A Portuguesa tem sido comparado por toda a gente com o cinema de Manoel de Oliveira (e muitas vezes com o Silvestre, de João César Monteiro). Em entrevista, a realizadora Rita Azevedo Gomes, confrontada com isso, reconhecia a influência, mas acrescentava que isso só acontecia por ser portuguesa. Se fosse nórdica, seria certamente comparada a Bergman.
Não deixa de ter razão. É que o cinema de Rita Azevedo Gomes tem algo de antigo, de outros tempos, devido a uma certa componente artesanal. É um cinema de câmara fixa e planos compostos, que raramente se mexem ou, quando o fazem, é apenas na horizontal. Há duas excepções em todo o filme, incluindo um incrível plano que ganha profundidade de campo à medida que a câmara recua e novas personagens surgem no enquadramento.
Também a palavra tem aqui um papel fundamental (Agustina Bessa-Luís adapta o conto de Robert Musil ao grande ecrã e faz mais uma rima muda com Oliveira), já que é mais um filme de diálogos do que de actores. A Portuguesa não é teatro filmado, mas antes um cinema impressionista, que desacelera e envolve-nos nessa dormência mais ou menos latente. Não tem nada de compressão ou expansão do tempo, é apenas o ritmo de outros tempos, de uma altura em que este demorava mais a passar, ao contrário de hoje, em que nos deslocamos a 120, mas raramente chegamos a algum lado. Isso faz duplamente sentido, primeiro por se passar no século XVI e, segundo, por ser um filme sobre a espera e… a passagem do tempo.

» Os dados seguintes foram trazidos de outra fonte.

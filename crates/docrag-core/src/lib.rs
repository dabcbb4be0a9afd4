//! # docrag Core
//!
//! Shared, WASM-safe logic for docrag: record types, sliding-window
//! chunking, the [`store::Store`] abstraction, vector utilities, and the
//! similarity ranking used by retrieval.
//!
//! This crate contains no tokio, sqlx, HTTP, or filesystem dependencies.
//! Everything that talks to a provider or a database lives in the `docrag`
//! application package.

pub mod chunk;
pub mod embedding;
pub mod models;
pub mod search;
pub mod store;
#[derive(Subcommand)]
enum Commands {
    /// Initialize the database schema. Safe to run repeatedly.
    Init,

    /// Manage embedding and chat providers.
    Providers {
        #[command(subcommand)]
        action: ProviderAction,
    },

    /// Manage collections.
    Collections {
        #[command(subcommand)]
        action: CollectionAction,
    },

    /// Upload a document and wait for chunking and embedding to finish.
    Upload {
        /// Collection id or name.
        collection: String,
        path: PathBuf,
        /// Display filename; decides the file type. Defaults to the path's.
        #[arg(long)]
        filename: Option<String>,
    },

    /// Inspect and delete documents.
    Documents {
        #[command(subcommand)]
        action: DocumentAction,
    },

    /// Manage embedding vectors.
    Embed {
        #[command(subcommand)]
        action: EmbedAction,
    },

    /// Search one or more collections.
    Search {
        query: String,
        /// Collection id or name. Repeat to search several.
        #[arg(short, long = "collection", required = true)]
        collections: Vec<String>,
        #[arg(long)]
        limit: Option<usize>,
    },

    /// Start the HTTP server on `[server].bind`.
    Serve,
}

#[derive(Clone, Copy, ValueEnum)]
enum KindArg {
    Local,
    Api,
}

#[derive(Subcommand)]
enum ProviderAction {
    /// Create or update the built-in providers from config and environment.
    Bootstrap,
    List,
    /// Register a custom provider.
    Add {
        name: String,
        #[arg(long, value_enum)]
        kind: KindArg,
        #[arg(long)]
        base_url: String,
        /// Environment variable holding the API key.
        #[arg(long)]
        api_key_env: Option<String>,
        #[arg(long)]
        inactive: bool,
    },
    /// Replace a provider's API key with the value of an environment variable.
    SetKey {
        provider: String,
        #[arg(long)]
        env: String,
    },
    Remove {
        provider: String,
    },
    /// Test the connection; on success the model catalog is refreshed.
    Test {
        provider: String,
    },
    /// Refresh the model catalog.
    Refresh {
        provider: String,
    },
    /// List the stored model catalog.
    Models {
        provider: String,
    },
    /// Mark a model as selected.
    Select {
        provider: String,
        model: String,
    },
}
//! Error types for docrag operations.
//!
//! [`Error`] is what every public registry, ingestion, and retrieval
//! operation returns. [`ProviderError`] carries the normalized failure
//! classes of remote and local provider calls.

use thiserror::Error;

/// Result alias for docrag operations.
pub type Result<T> = std::result::Result<T, Error>;

#[derive(Debug, Error)]
pub enum Error {
    /// Malformed input, caught before any I/O
    #[error("Validation error: {0}")]
    Validation(String),

    /// Referenced entity does not exist
    #[error("{entity} not found: {id}")]
    NotFound { entity: &'static str, id: String },

    /// Unique-name collision on create
    #[error("{entity} '{name}' already exists")]
    Duplicate { entity: &'static str, name: String },

    /// Store operation failed
    #[error("Database error: {0:#}")]
    Database(anyhow::Error),

    #[error(transparent)]
    Provider(#[from] ProviderError),

    /// The Parser could not extract text from an upload
    #[error("Parse error: {0}")]
    Parse(String),

    /// Upload extension outside the allow-list
    #[error("Unsupported file type: {0}")]
    UnsupportedType(String),

    #[error("Configuration error: {0}")]
    Config(String),

    #[error("IO error: {0}")]
    Io(#[from] std::io::Error),
}

impl Error {
    pub fn not_found(entity: &'static str, id: impl Into<String>) -> Self {
        Error::NotFound {
            entity,
            id: id.into(),
        }
    }

    pub fn duplicate(entity: &'static str, name: impl Into<String>) -> Self {
        Error::Duplicate {
            entity,
            name: name.into(),
        }
    }

    /// Short machine-readable code used by the HTTP surface.
    pub fn code(&self) -> &'static str {
        match self {
            Error::Validation(_) => "validation",
            Error::NotFound { .. } => "not_found",
            Error::Duplicate { .. } => "duplicate",
            Error::Database(_) => "database",
            Error::Provider(e) => e.code(),
            Error::Parse(_) => "parse",
            Error::UnsupportedType(_) => "unsupported_type",
            Error::Config(_) => "config",
            Error::Io(_) => "io",
        }
    }
}

impl From<anyhow::Error> for Error {
    fn from(err: anyhow::Error) -> Self {
        Error::Database(err)
    }
}

/// Normalized outcome of a failed provider call.
#[derive(Debug, Error, Clone, PartialEq, Eq)]
pub enum ProviderError {
    #[error("{provider} requires an API key")]
    MissingCredential { provider: String },

    /// HTTP 401 (never includes key details)
    #[error("Invalid API key for {provider}")]
    InvalidCredential { provider: String },

    /// HTTP 403
    #[error("Access denied by {provider}: the key lacks permission")]
    AccessDenied { provider: String },

    /// HTTP 429
    #[error("Rate limited by {provider}, try again later")]
    RateLimited { provider: String },

    /// HTTP 5xx
    #[error("{provider} is unavailable (HTTP {status})")]
    Unavailable { provider: String, status: u16 },

    #[error("Connection to {provider} timed out after {secs}s")]
    Timeout { provider: String, secs: u64 },

    /// Socket or DNS failure
    #[error("Network error reaching {provider}: {message}. Check internet connection")]
    Network { provider: String, message: String },

    /// Any other non-2xx response
    #[error("{provider} error (HTTP {status}): {message}")]
    Api {
        provider: String,
        status: u16,
        message: String,
    },

    /// A response arrived but did not have the expected shape
    #[error("Unexpected response from {provider}: {message}")]
    InvalidResponse { provider: String, message: String },

    #[error("{provider} does not support {operation}")]
    Unsupported {
        provider: String,
        operation: &'static str,
    },
}

impl ProviderError {
    pub fn code(&self) -> &'static str {
        match self {
            ProviderError::MissingCredential { .. } => "missing_credential",
            ProviderError::InvalidCredential { .. } => "invalid_credential",
            ProviderError::AccessDenied { .. } => "access_denied",
            ProviderError::RateLimited { .. } => "rate_limited",
            ProviderError::Unavailable { .. } => "provider_unavailable",
            ProviderError::Timeout { .. } => "timeout",
            ProviderError::Network { .. } => "network",
            ProviderError::Api { .. } => "provider_error",
            ProviderError::InvalidResponse { .. } => "invalid_response",
            ProviderError::Unsupported { .. } => "unsupported",
        }
    }

    /// Map a non-2xx status (plus its already-extracted message) to a
    /// failure class.
    pub fn from_status(provider: &str, status: u16, message: String) -> Self {
        let provider = provider.to_string();
        match status {
            401 => ProviderError::InvalidCredential { provider },
            403 => ProviderError::AccessDenied { provider },
            429 => ProviderError::RateLimited { provider },
            500..=599 => ProviderError::Unavailable { provider, status },
            _ => ProviderError::Api {
                provider,
                status,
                message,
            },
        }
    }

    /// Classify a transport failure from `reqwest`.
    pub fn from_transport(provider: &str, err: &reqwest::Error, timeout_secs: u64) -> Self {
        if err.is_timeout() {
            ProviderError::Timeout {
                provider: provider.to_string(),
                secs: timeout_secs,
            }
        } else if err.is_decode() {
            ProviderError::InvalidResponse {
                provider: provider.to_string(),
                message: err.to_string(),
            }
        } else {
            ProviderError::Network {
                provider: provider.to_string(),
                message: err.to_string(),
            }
        }
    }
}

#[cfg(test)]
mod tests {
    use super::*;

    #[test]
    fn test_status_classification() {
        let p = "openai";
        assert!(matches!(
            ProviderError::from_status(p, 401, String::new()),
            ProviderError::InvalidCredential { .. }
        ));
        assert!(matches!(
            ProviderError::from_status(p, 403, String::new()),
            ProviderError::AccessDenied { .. }
        ));
        assert!(matches!(
            ProviderError::from_status(p, 429, String::new()),
            ProviderError::RateLimited { .. }
        ));
        assert!(matches!(
            ProviderError::from_status(p, 503, String::new()),
            ProviderError::Unavailable { status: 503, .. }
        ));
        match ProviderError::from_status(p, 404, "no such model".to_string()) {
            ProviderError::Api { status, message, .. } => {
                assert_eq!(status, 404);
                assert_eq!(message, "no such model");
            }
            other => panic!("unexpected: {:?}", other),
        }
    }

    #[test]
    fn test_timeout_message_is_distinct() {
        let timeout = ProviderError::Timeout {
            provider: "openai".to_string(),
            secs: 15,
        };
        let network = ProviderError::Network {
            provider: "openai".to_string(),
            message: "dns error".to_string(),
        };
        assert!(timeout.to_string().contains("timed out after 15s"));
        assert!(!timeout.to_string().contains("Check internet connection"));
        assert!(network.to_string().contains("Check internet connection"));
    }

    #[test]
    fn test_error_codes() {
        assert_eq!(Error::not_found("Provider", "x").code(), "not_found");
        assert_eq!(Error::duplicate("Collection", "x").code(), "duplicate");
        assert_eq!(
            Error::from(ProviderError::RateLimited {
                provider: "x".to_string()
            })
            .code(),
            "rate_limited"
        );
    }
}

Clara Riedenstein é então uma nobre portuguesa que casa com o senhor von Ketten (Marcello Urgeghe) e que, após um ano de lua-de-mel, regressa pela primeira vez a casa apenas para descobrir que ele, afinal, estava casado com outra – com a guerra! Por isso, durante os 11 anos em que este passa a guerrear com o bispo de Trento, resta a Clara Riedenstein eserar, num castelo semi-abandonado e rodeada de um bestiário (gatos e lobos) e de uma aia moura que levam os locais a considerarem-na herege.
Também a nós o filme vence-nos pelo cansaço. Os planos são irrepreensíveis, mas falta-lhes acontecer para lá da palavra. E mesmo a histórica Ingrid Cavem, que ainda recentemente vimos em Suspiria, em registo meio-oráculo meio-coro grego, que vai surgindo a cantar cantigas de amigo com arranjos de José Mário Branco, parece apenas um capricho da realizadora ou um mero gesto artsy (ou ambos). A Portuguesa é muito bonito, mas falta mais filme a este Happy Meal.